RECORDS SUPPLIED

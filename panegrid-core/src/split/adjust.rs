//! Compaction pass restoring the canonical minimal tree shape
//!
//! Runs after every mutation. Canonical form: no container holds a single
//! child (except the root wrapping the sole remaining leaf), and no
//! container child shares its parent's split direction — directions
//! alternate strictly down the tree. Strict alternation is what makes the
//! persisted layout format round-trip safe.
//!
//! The pass iterates three rewrite rules to a fixpoint, then rebuilds the
//! derived separator and margin state. It never changes the set of leaf
//! panes; a changed leaf count is a fatal internal error.

use super::tree::{ContainerNode, PaneNode, Slot};

/// What to do with the slot currently under inspection.
enum Action {
    Keep,
    Recurse,
    Hoist,
    Merge,
}

/// Runs the compaction pass over the whole tree.
///
/// # Panics
///
/// Panics if the pass would drop or duplicate a leaf pane — that is a bug
/// in the rewrite rules, not a recoverable condition.
pub(crate) fn run<C: Copy + Eq>(root: &mut ContainerNode<C>) {
    let before = root.leaf_count();
    let mut passes = 0usize;
    loop {
        let mut changed = splice_root(root);
        changed |= canonicalize(root);
        passes += 1;
        if !changed {
            break;
        }
    }
    rebuild_separators(root);
    tracing::trace!(passes, leaves = before, "layout compaction finished");

    let after = root.leaf_count();
    assert_eq!(
        before, after,
        "internal error: compaction changed pane count from {before} to {after}"
    );
}

/// Replaces a root holding exactly one container child with that child.
fn splice_root<C>(root: &mut ContainerNode<C>) -> bool {
    if root.slots.len() != 1 || !root.slots[0].node.is_container() {
        return false;
    }
    match root.slots.pop() {
        Some(slot) => match slot.node {
            PaneNode::Container(child) => {
                *root = child;
                true
            }
            // unreachable: guarded above; put the leaf back untouched
            PaneNode::Leaf(leaf) => {
                root.slots
                    .push(Slot::new(slot.weight, PaneNode::Leaf(leaf)));
                false
            }
        },
        None => false,
    }
}

/// Applies the hoist and merge rules through one subtree.
///
/// - Hoist: a container holding exactly one child is replaced by that
///   child, which inherits the container's slot and weight. A chain of
///   single-child ancestors collapses one level per iteration because the
///   slot is re-examined after each rewrite.
/// - Merge: a container child sharing its parent's direction is spliced
///   into the parent at its position; the spliced weights are scaled by
///   `slot_weight / child_total` so on-screen ratios are preserved.
fn canonicalize<C: Copy + Eq>(container: &mut ContainerNode<C>) -> bool {
    let mut changed = false;
    let mut i = 0;
    while i < container.slots.len() {
        let action = match &container.slots[i].node {
            PaneNode::Leaf(_) => Action::Keep,
            PaneNode::Container(child) => {
                if child.slots.len() == 1 {
                    Action::Hoist
                } else if child.direction == container.direction {
                    Action::Merge
                } else {
                    Action::Recurse
                }
            }
        };
        match action {
            Action::Keep => i += 1,
            Action::Recurse => {
                if let PaneNode::Container(child) = &mut container.slots[i].node {
                    changed |= canonicalize(child);
                }
                i += 1;
            }
            Action::Hoist => {
                let inner = match &mut container.slots[i].node {
                    PaneNode::Container(child) => child.slots.pop(),
                    PaneNode::Leaf(_) => None,
                };
                if let Some(inner) = inner {
                    container.slots[i].node = inner.node;
                }
                changed = true;
            }
            Action::Merge => {
                let removed = container.slots.remove(i);
                let weight = removed.weight;
                if let PaneNode::Container(child) = removed.node {
                    let total = child.total_weight();
                    let scale = if total > 0.0 { weight / total } else { 1.0 };
                    for (offset, mut slot) in child.slots.into_iter().enumerate() {
                        slot.weight *= scale;
                        container.slots.insert(i + offset, slot);
                    }
                }
                changed = true;
            }
        }
    }
    changed
}

/// Rebuilds separator boundaries and leading margins through the subtree.
///
/// One separator per boundary between adjacent slots; a leading margin on
/// every slot except the first.
fn rebuild_separators<C>(container: &mut ContainerNode<C>) {
    let boundaries = 1..container.slots.len();
    container.separators.clear();
    container.separators.extend(boundaries);
    for (i, slot) in container.slots.iter_mut().enumerate() {
        slot.leading_margin = i > 0;
        if let PaneNode::Container(child) = &mut slot.node {
            rebuild_separators(child);
        }
    }
}
//! `PaneGrid` Core Library
//!
//! This crate provides the layout-tree engine behind the `PaneGrid`
//! split-pane manager: a recursively subdividable workspace of resizable
//! panes arranged by alternating horizontal/vertical splits, each pane
//! hosting one opaque content cell.
//!
//! # Crate Structure
//!
//! - [`split`] - The layout engine: tree model, split/remove/clear
//!   operations, compaction, focus history and structural save/restore
//! - [`tracing`] - Optional `tracing` subscriber setup helpers for hosts
//!
//! Rendering, pointer wiring and splitter-bar drag gestures are the host's
//! job: the engine hands out split directions, slot weights and separator
//! boundaries, and the host feeds pixel budgets into its own box layout.
//!
//! # Example
//!
//! ```
//! use panegrid_core::split::{SplitDirection, SplitViewManager};
//!
//! let mut manager: SplitViewManager<u32> = SplitViewManager::new();
//! let mut next = 0u32;
//! manager.set_content_factory(move || {
//!     next += 1;
//!     next
//! });
//!
//! manager.split(SplitDirection::Horizontally).unwrap();
//! assert_eq!(manager.pane_count(), 2);
//!
//! // persist the structure; per-pane state is keyed by leaf UID
//! let description = manager.save(|_content, _uid| {}).unwrap();
//! assert!(description.is_container());
//! ```

// Enable missing_docs warning for public API documentation
#![warn(missing_docs)]

pub mod split;
pub mod tracing;

pub use split::{
    ContentId, LayoutNode, LayoutSnapshot, SplitDirection, SplitError, SplitViewEvent,
    SplitViewManager, SplitViewOptions,
};
//! Save/load round-trip tests with caller-managed per-pane state
//!
//! The serializer hands the caller one `(content_handle, uid)` pair per
//! pane; these tests persist per-pane state keyed by UID the way a host
//! application would, and verify the state lands in the right panes after
//! a load into a fresh manager.

use std::collections::HashMap;

use panegrid_core::split::{
    LayoutNode, LayoutSnapshot, SplitDirection, SplitError, SplitViewManager, SplitViewOptions,
    weights_eq,
};

use SplitDirection::{Horizontally, Vertically};

/// Manager whose factory hands out sequential handles starting at `base`.
fn counting_manager(base: u32) -> SplitViewManager<u32> {
    let mut manager = SplitViewManager::with_options(SplitViewOptions {
        distribute_split_size: false,
    });
    let mut next = base;
    manager.set_content_factory(move || {
        let content = next;
        next += 1;
        content
    });
    manager
}

/// The three-pane workspace: one pane on the left, two stacked on the
/// right, with uneven weights.
fn three_pane_manager() -> SplitViewManager<u32> {
    let mut manager = counting_manager(0);
    manager.split(Horizontally).unwrap();
    manager.split(Vertically).unwrap();
    manager
}

#[test]
fn save_emits_uids_in_traversal_order() {
    let manager = three_pane_manager();

    let mut emitted = Vec::new();
    let description = manager
        .save(|content, uid| emitted.push((content, uid)))
        .unwrap();

    // panes 0, 1, 2 in pre-order, uids sequential from zero
    assert_eq!(emitted, vec![(0, 0), (1, 1), (2, 2)]);
    assert_eq!(description.leaf_count(), 3);
    assert!(description.is_container());
}

#[test]
fn round_trip_restores_shape_and_weights() {
    let original = three_pane_manager();
    let description = original.save(|_, _| {}).unwrap();

    let mut restored = counting_manager(100);
    restored.load(&description, |_, _| {}).unwrap();

    let root = restored.root().unwrap();
    assert_eq!(root.direction, Horizontally);
    assert_eq!(root.child_count(), 2);
    assert!(weights_eq(root.slots[0].weight, 0.5));
    assert!(weights_eq(root.slots[1].weight, 0.5));

    let nested = root.slots[1].node.as_container().expect("nested container");
    assert_eq!(nested.direction, Vertically);
    assert_eq!(nested.weights(), vec![1.0, 1.0]);
    assert_eq!(restored.pane_count(), 3);
}

#[test]
fn round_trip_correlates_external_state_by_uid() {
    let original = three_pane_manager();
    let names: HashMap<u32, &str> = [(0, "editor"), (1, "terminal"), (2, "logs")].into();

    // save: external store keyed by uid
    let mut store: HashMap<u32, String> = HashMap::new();
    let description = original
        .save(|content, uid| {
            store.insert(uid, (*names.get(&content).unwrap()).to_string());
        })
        .unwrap();

    // load into a fresh manager with fresh handles
    let mut restored_names: HashMap<u32, String> = HashMap::new();
    let mut restored = counting_manager(100);
    restored
        .load(&description, |content, uid| {
            restored_names.insert(content, store[&uid].clone());
        })
        .unwrap();

    // panes are handed out in description order: 100 survives the clear,
    // 101 and 102 fill the remaining slots
    let panes = restored.panes();
    assert_eq!(panes.len(), 3);
    assert_eq!(restored_names[&panes[0]], "editor");
    assert_eq!(restored_names[&panes[1]], "terminal");
    assert_eq!(restored_names[&panes[2]], "logs");
}

#[test]
fn single_pane_round_trip_keeps_direction() {
    let manager = counting_manager(0);
    let description = manager.save(|_, _| {}).unwrap();

    let mut uids = Vec::new();
    let mut restored = counting_manager(50);
    restored.load(&description, |_, uid| uids.push(uid)).unwrap();

    assert_eq!(restored.pane_count(), 1);
    assert_eq!(uids, vec![0]);
    let description_again = restored.save(|_, _| {}).unwrap();
    assert_eq!(description_again, description);
}

#[test]
fn load_rejects_malformed_description_and_leaves_single_pane() {
    let mut manager = three_pane_manager();
    assert_eq!(manager.pane_count(), 3);

    // sizes/children mismatch
    let bad = LayoutNode::Container {
        split_direction: Horizontally,
        sizes: vec![1.0],
        children: vec![
            LayoutNode::Leaf {
                leaf_uid: 0,
                index: 0,
            },
            LayoutNode::Leaf {
                leaf_uid: 1,
                index: 1,
            },
        ],
        index: 0,
    };

    let result = manager.load(&bad, |_, _| {});
    assert!(matches!(
        result,
        Err(SplitError::InvalidLayoutDescription(_))
    ));
    // validation failed after the initial clear: single-pane state remains
    assert_eq!(manager.pane_count(), 1);
    let focused = manager.focused_pane().unwrap();
    assert!(manager.contains_pane(focused));
}

#[test]
fn load_without_factory_is_rejected() {
    let mut manager: SplitViewManager<u32> = SplitViewManager::new();
    let description = LayoutNode::Leaf {
        leaf_uid: 0,
        index: 0,
    };
    assert!(matches!(
        manager.load(&description, |_, _| {}),
        Err(SplitError::NoContentFactory)
    ));
}

#[test]
fn deep_layout_round_trips_exactly() {
    let mut original = counting_manager(0);
    original.split_many(Horizontally, &[3.0, 1.0, 2.0]).unwrap();
    let panes = original.panes();
    original.set_focus(panes[1]).unwrap();
    original.split_many(Vertically, &[1.0, 4.0]).unwrap();
    assert_eq!(original.pane_count(), 4);

    let description = original.save(|_, _| {}).unwrap();

    let mut restored = counting_manager(200);
    restored.load(&description, |_, _| {}).unwrap();

    let description_again = restored.save(|_, _| {}).unwrap();
    assert_eq!(description_again, description);
}

#[test]
fn snapshot_file_round_trip_restores_layout() {
    let original = three_pane_manager();
    let description = original.save(|_, _| {}).unwrap();

    let dir = tempfile::tempdir().expect("temp dir should be created");
    let path = dir.path().join("workspace.json");

    LayoutSnapshot::new(description.clone())
        .save_to_file(&path)
        .expect("save should succeed");
    let snapshot = LayoutSnapshot::load_from_file(&path).expect("load should succeed");
    assert_eq!(snapshot.root, description);

    let mut restored = counting_manager(300);
    restored.load(&snapshot.root, |_, _| {}).unwrap();
    assert_eq!(restored.pane_count(), 3);
    assert_eq!(restored.root().unwrap().direction, Horizontally);
}

#[test]
fn load_replaces_existing_layout() {
    let mut manager = three_pane_manager();
    let description = manager.save(|_, _| {}).unwrap();

    // grow the layout further, then load the saved three-pane version back
    manager.split(Horizontally).unwrap();
    manager.split(Vertically).unwrap();
    assert_eq!(manager.pane_count(), 5);

    manager.load(&description, |_, _| {}).unwrap();
    assert_eq!(manager.pane_count(), 3);
    let root = manager.root().unwrap();
    assert_eq!(root.direction, Horizontally);
    assert_eq!(root.child_count(), 2);
}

PROBLEM TO SOLVE
The expected result is a copy of each line in the records where "push" appears.

RESPONSE FOR THIS EXERCISE
                    .push(Slot::new(slot.weight, PaneNode::Leaf(leaf)));
        .save(|content, uid| emitted.push((content, uid)))
    restored.load(&description, |_, uid| uids.push(uid)).unwrap();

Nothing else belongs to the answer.